Thursday 28 November 2013

How Buying or Selling Amazon or Argos Vouchers on E-bay Can Turn into a Dangerous Scam

If you are into the making money online game - for example through writing, then the time will probably come that you have to many Amazon vouchers and want to offload some on E-bay. 

You will see that there is quite a market for this as not everyone has a credit card. It's a dangerous game to play though. 

If you are a seller beware that:

Hypothetical Situation #1 -The buyer makes the purchase, sends the money over. You send them the code. You check your paypal account a few hours later and the transaction is frozen because the buyer's account is expected to be fraudulent. They've used your code and you don't get the money.

Hypothetical Situation #2 - The buyer makes the purchase and sends the money over. You send them the code. The buyer makes a claim on paypal that he didn't get the item. In the past this was a common occurrence and you would get neither money or code. I believe that this is no longer possible and that's because of situation #3.

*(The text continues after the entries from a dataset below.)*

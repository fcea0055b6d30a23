//! Order Status State Machine
//!
//! The canonical lifecycle is a straight line with `cancelled` reachable
//! from every non-terminal state:
//!
//! ```text
//! pending → confirmed → preparing → ready → assigned
//!        → picked_up → out_for_delivery → delivered†
//! cancelled† ← any non-terminal state
//! ```
//!
//! Everything here is an exhaustive match on the enum — adding a status
//! without deciding its transition rules will not compile.

use crate::db::models::OrderStatus;

impl OrderStatus {
    /// Terminal states accept no further transitions
    pub fn is_terminal(self) -> bool {
        matches!(self, OrderStatus::Delivered | OrderStatus::Cancelled)
    }

    /// The single forward successor in the canonical chain
    pub fn next(self) -> Option<OrderStatus> {
        match self {
            OrderStatus::Pending => Some(OrderStatus::Confirmed),
            OrderStatus::Confirmed => Some(OrderStatus::Preparing),
            OrderStatus::Preparing => Some(OrderStatus::Ready),
            OrderStatus::Ready => Some(OrderStatus::Assigned),
            OrderStatus::Assigned => Some(OrderStatus::PickedUp),
            OrderStatus::PickedUp => Some(OrderStatus::OutForDelivery),
            OrderStatus::OutForDelivery => Some(OrderStatus::Delivered),
            OrderStatus::Delivered | OrderStatus::Cancelled => None,
        }
    }

    /// Legal successors: the forward step, plus `cancelled` while
    /// non-terminal
    pub fn can_transition_to(self, target: OrderStatus) -> bool {
        if self.is_terminal() {
            return false;
        }
        if target == OrderStatus::Cancelled {
            return true;
        }
        self.next() == Some(target)
    }

    /// Whether entering `self` binds a driver to the order
    pub fn requires_driver(self) -> bool {
        matches!(self, OrderStatus::Assigned)
    }

    /// Default history note synthesized when the caller supplies none
    pub fn default_note(self) -> &'static str {
        match self {
            OrderStatus::Pending => "Order received",
            OrderStatus::Confirmed => "Order confirmed and preparing",
            OrderStatus::Preparing => "Order is being prepared",
            OrderStatus::Ready => "Order is ready for pickup",
            OrderStatus::Assigned => "Driver assigned to order",
            OrderStatus::PickedUp => "Order picked up by driver",
            OrderStatus::OutForDelivery => "Order is out for delivery",
            OrderStatus::Delivered => "Order delivered",
            OrderStatus::Cancelled => "Order cancelled",
        }
    }
}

There are plenty of people there that see that buying a $100 Amazon voucher for $90 is good business but it's not always the case. If you are a buyer beware that:

Hypothetical Situation #3 - As a buyer you send them the money. You do not get your code. You contact E-bay or Paypal but they cannot help. They do not protect buyers of Vouchers.

This applies not only to Amazon vouchers but to all types of vouchers on E-bay.